Print every record word for word.

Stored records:

+--

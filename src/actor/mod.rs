//! Actors: background threads driving the canvas.
//!
//! The only actor is the auto flusher:
//!
//! ```text
//! ┌──────────────┐  FlushCommand   ┌────────────────┐   Frame   ┌──────────┐
//! │ Caller       │ ──────────────▶ │ Flusher Thread │ ────────▶ │ FrameSink│
//! └──────────────┘                 └────────────────┘           └──────────┘
//!        │ print / draw                   │ flush()
//!        ▼                                ▼
//!  ┌──────────────────────────────────────────┐
//!  │              Arc<Canvas>                 │
//!  └──────────────────────────────────────────┘
//! ```

mod flusher;
mod messages;

pub use flusher::AutoFlusher;
pub use messages::{FlushCommand, FrameSink};
//! Canvas: the public drawing API.
//!
//! This module contains:
//! - [`Canvas`]: the thread-safe facade over the text and vector layers
//! - [`CanvasConfig`]: initial size, colors, zoom, pen and font metrics

#[allow(clippy::module_inception)]
mod canvas;
mod config;

pub use canvas::Canvas;
pub use config::CanvasConfig;
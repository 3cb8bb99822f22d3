//! # Easel
//!
//! A print-and-draw canvas for beginner programs.
//!
//! Callers print colored text and draw points, lines, circles and strings
//! onto a logical canvas; Easel composites both into an opaque RGB frame that
//! a window shell can display or that can be saved as a bitmap.
//!
//! ## Core Concepts
//!
//! - **Color runs**: printed text is kept as spans of one color, wrapped to
//!   the canvas width on every change
//! - **Scrollback-free viewport**: lines that no longer fit are discarded,
//!   text included
//! - **Persistent vector layer**: drawings accumulate on a transparent layer
//!   above the text
//! - **Zoom**: integer nearest-neighbor scaling of displayed frames only
//!
//! ## Example
//!
//! ```rust,no_run
//! use easel::{Canvas, NamedColor};
//!
//! let canvas = Canvas::new();
//! canvas.println("Hello, world!");
//! canvas.color(NamedColor::Red);
//! canvas.circle(250, 250, 100);
//!
//! let frame = canvas.flush();
//! assert_eq!(frame.width(), 500);
//! canvas.save("hello.bmp").unwrap();
//! ```

#![warn(missing_docs)]
#![warn(clippy::pedantic)]
#![warn(clippy::nursery)]
#![allow(clippy::module_name_repetitions)]
#![allow(clippy::must_use_candidate)]

pub mod actor;
pub mod canvas;
pub mod compositor;
pub mod draw;
pub mod encode;
pub mod error;
pub mod ffi;
pub mod font;
pub mod raster;
pub mod text;

// Re-exports for convenience
pub use actor::{AutoFlusher, FlushCommand, FrameSink};
pub use canvas::{Canvas, CanvasConfig};
pub use draw::VectorSurface;
pub use error::{CanvasError, Result};
pub use font::FontMetrics;
pub use raster::{scale, Frame, NamedColor, Raster, Rgb, Rgba};
pub use text::{ColorRun, FormattedBuffer, PrintBuffer, Segment, TextLayer};
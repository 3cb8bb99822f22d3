//! Draw: vector primitives on a persistent layer.
//!
//! This module contains:
//! - [`stroke`]: line and circle rasterization
//! - [`VectorSurface`]: the RGBA layer and its pen

pub mod stroke;
mod surface;

pub use surface::VectorSurface;
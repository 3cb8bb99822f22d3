//! Circle Art: print, draw and save a picture.
//!
//! Runs an auto flusher for a moment to show periodic frames arriving, then
//! writes `circle_art.bmp` to the current directory.
//!
//! Run with `RUST_LOG=debug` to see the canvas log output.

use crossbeam_channel::bounded;
use easel::{AutoFlusher, Canvas, CanvasConfig, NamedColor};
use std::sync::Arc;
use std::time::Duration;

fn main() -> easel::Result<()> {
    env_logger::init();

    let canvas = Arc::new(Canvas::with_config(
        CanvasConfig::default()
            .with_size(320, 240)
            .with_flush_rate(Duration::from_millis(50)),
    ));

    let (frames_tx, frames_rx) = bounded(8);
    let flusher = AutoFlusher::for_canvas(Arc::clone(&canvas), frames_tx)?;

    canvas.println("Circle Art");
    canvas.println("==========");
    for (i, named) in NamedColor::ALL.iter().enumerate().skip(1) {
        canvas.color(*named);
        canvas.print(format!("{i:>2} "));

        let r = i32::try_from(i).unwrap_or(0) * 6;
        canvas.thickness(1 + r / 40);
        canvas.circle(160, 140, r);
    }
    canvas.println("");

    canvas.color(NamedColor::White);
    canvas.text(8, 220, "zoom 2, saved at 1x");
    canvas.zoom(2);

    std::thread::sleep(Duration::from_millis(200));
    let mut received = 0;
    while let Ok(frame) = frames_rx.try_recv() {
        received += 1;
        if received == 1 {
            println!("first frame: {}x{}", frame.width(), frame.height());
        }
    }
    println!("{received} frame(s) received, {} flushed", flusher.frames());
    flusher.join();

    canvas.save("circle_art.bmp")?;
    println!("wrote circle_art.bmp ({}x{})", canvas.width(), canvas.height());
    Ok(())
}
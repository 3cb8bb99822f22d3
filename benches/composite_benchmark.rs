//! Composite benchmark: Measure frame construction and zoom.
//!
//! Target: a 500x500 flush well under one 250ms auto-flush interval.

use criterion::{black_box, criterion_group, criterion_main, BenchmarkId, Criterion};
use easel::encode::encode;
use easel::{scale, Canvas, CanvasConfig, NamedColor};

fn busy_canvas(width: u32, height: u32) -> Canvas {
    let canvas = Canvas::with_config(CanvasConfig::default().with_size(width, height));
    for i in 0..100 {
        canvas.color(NamedColor::ALL[i % 16]);
        canvas.println(format!("line {i}: some printed output"));
    }
    for r in (10..240).step_by(10) {
        canvas.circle(250, 250, r);
    }
    canvas.thickness(3);
    canvas.line(0, 0, 499, 499);
    canvas
}

fn composite_sizes(c: &mut Criterion) {
    let mut group = c.benchmark_group("composite");

    for size in [200, 500, 1000] {
        let canvas = busy_canvas(size, size);
        group.bench_with_input(BenchmarkId::from_parameter(size), &canvas, |b, canvas| {
            b.iter(|| black_box(canvas.composite()));
        });
    }

    group.finish();
}

fn zoom_scale(c: &mut Criterion) {
    let frame = busy_canvas(500, 500).composite();
    let mut group = c.benchmark_group("scale");

    for factor in [1, 2, 4] {
        group.bench_with_input(BenchmarkId::from_parameter(factor), &factor, |b, &factor| {
            b.iter(|| scale(black_box(&frame), factor));
        });
    }

    group.finish();
}

fn flush_and_encode(c: &mut Criterion) {
    let canvas = busy_canvas(500, 500);

    c.bench_function("flush_500", |b| b.iter(|| black_box(canvas.flush())));

    let frame = canvas.composite();
    c.bench_function("encode_bmp_500", |b| b.iter(|| encode(black_box(&frame))));
}

criterion_group!(benches, composite_sizes, zoom_scale, flush_and_encode);
criterion_main!(benches);
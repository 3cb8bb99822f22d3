//! Raster module: pixel types and pixel grids.
//!
//! This module contains:
//! - [`Rgb`] / [`Rgba`]: opaque and translucent colors
//! - [`NamedColor`]: the 16-entry palette
//! - [`Raster`]: a row-major pixel grid, and [`Frame`] (an opaque raster)
//! - [`scale`]: nearest-neighbor zoom, capped at [`MAX_PIXELS`] per frame

mod color;
#[allow(clippy::module_inception)]
mod raster;
mod scale;

pub use color::{NamedColor, Rgb, Rgba};
pub use raster::{Frame, Raster};
pub use scale::{frame_pixels, scale, MAX_PIXELS};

+--

• **Solution to this exercise**:
filename src/actor/mod.rs
//! Actors: background threads driving the canvas.
//!
//! The only actor is the auto flusher:
//!
//! ```text
//! ┌──────────────┐  FlushCommand   ┌────────────────┐   Frame   ┌──────────┐
//! │ Caller       │ ──────────────▶ │ Flusher Thread │ ────────▶ │ FrameSink│
//! └──────────────┘                 └────────────────┘           └──────────┘
//!        │ print / draw                   │ flush()
//!        ▼                                ▼
//!  ┌──────────────────────────────────────────┐
//!  │              Arc<Canvas>                 │
//!  └──────────────────────────────────────────┘
//! ```

mod flusher;
mod messages;

pub use flusher::AutoFlusher;
pub use messages::{FlushCommand, FrameSink};
//! Canvas: the public drawing API.
//!
//! This module contains:
//! - [`Canvas`]: the thread-safe facade over the text and vector layers
//! - [`CanvasConfig`]: initial size, colors, zoom, pen and font metrics

#[allow(clippy::module_inception)]
mod canvas;
mod config;

pub use canvas::Canvas;
pub use config::CanvasConfig;
repository 3cb8bb99822f22d3
//! # Easel
//!
//! A print-and-draw canvas for beginner programs.
//!
//! Callers print colored text and draw points, lines, circles and strings
//! onto a logical canvas; Easel composites both into an opaque RGB frame that
//! a window shell can display or that can be saved as a bitmap.
//!
//! ## Core Concepts
//!
//! - **Color runs**: printed text is kept as spans of one color, wrapped to
//!   the canvas width on every change
//! - **Scrollback-free viewport**: lines that no longer fit are discarded,
//!   text included
//! - **Persistent vector layer**: drawings accumulate on a transparent layer
//!   above the text
//! - **Zoom**: integer nearest-neighbor scaling of displayed frames only
//!
//! ## Example
//!
//! ```rust,no_run
//! use easel::{Canvas, NamedColor};
//!
//! let canvas = Canvas::new();
//! canvas.println("Hello, world!");
//! canvas.color(NamedColor::Red);
//! canvas.circle(250, 250, 100);
//!
//! let frame = canvas.flush();
//! assert_eq!(frame.width(), 500);
//! canvas.save("hello.bmp").unwrap();
//! ```

#![warn(missing_docs)]
#![warn(clippy::pedantic)]
#![warn(clippy::nursery)]
#![allow(clippy::module_name_repetitions)]
#![allow(clippy::must_use_candidate)]

pub mod actor;
pub mod canvas;
pub mod compositor;
pub mod draw;
pub mod encode;
pub mod error;
pub mod ffi;
pub mod font;
pub mod raster;
pub mod text;

// Re-exports for convenience
pub use actor::{AutoFlusher, FlushCommand, FrameSink};
pub use canvas::{Canvas, CanvasConfig};
pub use draw::VectorSurface;
pub use error::{CanvasError, Result};
pub use font::FontMetrics;
pub use raster::{scale, Frame, NamedColor, Raster, Rgb, Rgba};
pub use text::{ColorRun, FormattedBuffer, PrintBuffer, Segment, TextLayer};
repository 3cb8bb99822f22d3
//! Draw: vector primitives on a persistent layer.
//!
//! This module contains:
//! - [`stroke`]: line and circle rasterization
//! - [`VectorSurface`]: the RGBA layer and its pen

pub mod stroke;
mod surface;

pub use surface::VectorSurface;
repository 3cb8bb99822f22d3
//! Circle Art: print, draw and save a picture.
//!
//! Runs an auto flusher for a moment to show periodic frames arriving, then
//! writes `circle_art.bmp` to the current directory.
//!
//! Run with `RUST_LOG=debug` to see the canvas log output.

use crossbeam_channel::bounded;
use easel::{AutoFlusher, Canvas, CanvasConfig, NamedColor};
use std::sync::Arc;
use std::time::Duration;

fn main() -> easel::Result<()> {
    env_logger::init();

    let canvas = Arc::new(Canvas::with_config(
        CanvasConfig::default()
            .with_size(320, 240)
            .with_flush_rate(Duration::from_millis(50)),
    ));

    let (frames_tx, frames_rx) = bounded(8);
    let flusher = AutoFlusher::for_canvas(Arc::clone(&canvas), frames_tx)?;

    canvas.println("Circle Art");
    canvas.println("==========");
    for (i, named) in NamedColor::ALL.iter().enumerate().skip(1) {
        canvas.color(*named);
        canvas.print(format!("{i:>2} "));

        let r = i32::try_from(i).unwrap_or(0) * 6;
        canvas.thickness(1 + r / 40);
        canvas.circle(160, 140, r);
    }
    canvas.println("");

    canvas.color(NamedColor::White);
    canvas.text(8, 220, "zoom 2, saved at 1x");
    canvas.zoom(2);

    std::thread::sleep(Duration::from_millis(200));
    let mut received = 0;
    while let Ok(frame) = frames_rx.try_recv() {
        received += 1;
        if received == 1 {
            println!("first frame: {}x{}", frame.width(), frame.height());
        }
    }
    println!("{received} frame(s) received, {} flushed", flusher.frames());
    flusher.join();

    canvas.save("circle_art.bmp")?;
    println!("wrote circle_art.bmp ({}x{})", canvas.width(), canvas.height());
    Ok(())
}
repository 3cb8bb99822f22d3
filename benches/composite_benchmark.rs
//! Composite benchmark: Measure frame construction and zoom.
//!
//! Target: a 500x500 flush well under one 250ms auto-flush interval.

use criterion::{black_box, criterion_group, criterion_main, BenchmarkId, Criterion};
use easel::encode::encode;
use easel::{scale, Canvas, CanvasConfig, NamedColor};

fn busy_canvas(width: u32, height: u32) -> Canvas {
    let canvas = Canvas::with_config(CanvasConfig::default().with_size(width, height));
    for i in 0..100 {
        canvas.color(NamedColor::ALL[i % 16]);
        canvas.println(format!("line {i}: some printed output"));
    }
    for r in (10..240).step_by(10) {
        canvas.circle(250, 250, r);
    }
    canvas.thickness(3);
    canvas.line(0, 0, 499, 499);
    canvas
}

fn composite_sizes(c: &mut Criterion) {
    let mut group = c.benchmark_group("composite");

    for size in [200, 500, 1000] {
        let canvas = busy_canvas(size, size);
        group.bench_with_input(BenchmarkId::from_parameter(size), &canvas, |b, canvas| {
            b.iter(|| black_box(canvas.composite()));
        });
    }

    group.finish();
}

fn zoom_scale(c: &mut Criterion) {
    let frame = busy_canvas(500, 500).composite();
    let mut group = c.benchmark_group("scale");

    for factor in [1, 2, 4] {
        group.bench_with_input(BenchmarkId::from_parameter(factor), &factor, |b, &factor| {
            b.iter(|| scale(black_box(&frame), factor));
        });
    }

    group.finish();
}

fn flush_and_encode(c: &mut Criterion) {
    let canvas = busy_canvas(500, 500);

    c.bench_function("flush_500", |b| b.iter(|| black_box(canvas.flush())));

    let frame = canvas.composite();
    c.bench_function("encode_bmp_500", |b| b.iter(|| encode(black_box(&frame))));
}

criterion_group!(benches, composite_sizes, zoom_scale, flush_and_encode);
criterion_main!(benches);
repository 3cb8bb99822f22d3
//! Raster module: pixel types and pixel grids.
//!
//! This module contains:
//! - [`Rgb`] / [`Rgba`]: opaque and translucent colors
//! - [`NamedColor`]: the 16-entry palette
//! - [`Raster`]: a row-major pixel grid, and [`Frame`] (an opaque raster)
//! - [`scale`]: nearest-neighbor zoom, capped at [`MAX_PIXELS`] per frame

mod color;
#[allow(clippy::module_inception)]
mod raster;
mod scale;

pub use color::{NamedColor, Rgb, Rgba};
pub use raster::{Frame, Raster};
pub use scale::{frame_pixels, scale, MAX_PIXELS};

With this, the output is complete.